Practical Implications

AIRTBench aims to bridge the gap between academic research and real-world security applications. By benchmarking LLMs' autonomous security capabilities, it offers actionable insights for SOC teams, red teams, penetration testers, and security engineers. Additionally, the work provides vulnerability management teams with concrete examples categorized under MITRE ATLAS and OWASP frameworks. This enables a comprehensive understanding of diverse attack vectors relevant to design safeguards, prioritize mitigations, and anticipate future threats in AI-dependent infrastructures.

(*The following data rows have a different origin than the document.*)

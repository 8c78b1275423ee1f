pub mod compile;
pub mod fragments;
pub mod helpers;
pub mod usage;
pub mod variables;
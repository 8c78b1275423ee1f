use clap::Args;
use serde::Serialize;
use std::path::PathBuf;
use tabled::Tabled;

use super::helpers::compile_catalog;
use crate::output::{self, Format};

/// List the fragments a catalog's document defines.
///
/// Examples:
///   shapeql fragments shop.json
///   shapeql fragments shop.json --format json
#[derive(Debug, Args)]
pub struct FragmentsArgs {
    /// Catalog file (.json or .toml).
    pub file: PathBuf,
}

#[derive(Debug, Serialize, Tabled)]
pub struct FragmentRow {
    pub name: String,
    #[tabled(rename = "on")]
    pub target_type: String,
}

pub fn run(args: FragmentsArgs, format: Format) -> anyhow::Result<()> {
    let compiled = compile_catalog(&args.file)?;
    match format {
        Format::Json => output::print_json(&compiled.fragments),
        Format::Human => {
            let rows: Vec<FragmentRow> = compiled
                .fragments
                .iter()
                .map(|f| FragmentRow {
                    name: f.name.clone(),
                    target_type: f.target_type.clone(),
                })
                .collect();
            output::print_table(&rows, format)
        }
    }
}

Novel Evaluation Framework

AIRTBench's methodology diverges from traditional scraped CTF challenges, employing an environment that simulates authentic adversarial conditions through black-box scenarios. By maintaining human-model parity and leveraging mechanistic verification for solution submission, it allows for direct comparability of human versus AI problem-solving. Challenges defined within common security task types provide granular assessments across difficulty levels.

Future Directions

The findings set benchmarks for tracking progress in AI red teaming capabilities. As AI models are increasingly applied in critical sectors, the paper underscores the importance of continuously expanding evaluation tools to cover emerging attack vectors and compute-enabled strategies. The future focus of initiatives like AIRTBench will revolve around refining benchmark tools and integrating extendable challenge sets to ensure robust evaluation standards remain pertinent.

Economic Considerations

With token usage demonstrating a direct correlation to cost, the paper offers insights into computational expenses. Successful runs are notably more cost-effective compared to unsuccessful ones, outlining the need for efficient resource allocation in security assessments leveraging commercial model APIs.

AIRTBench's contributions significantly augment the understanding of autonomous AI's role in proactive security testing, providing a structured framework reflecting real-world security challenges that models may encounter. As the landscape of cybersecurity continues to evolve, benchmarks like AIRTBench are invaluable assets in advancing AI's capability as an autonomous red teaming agent.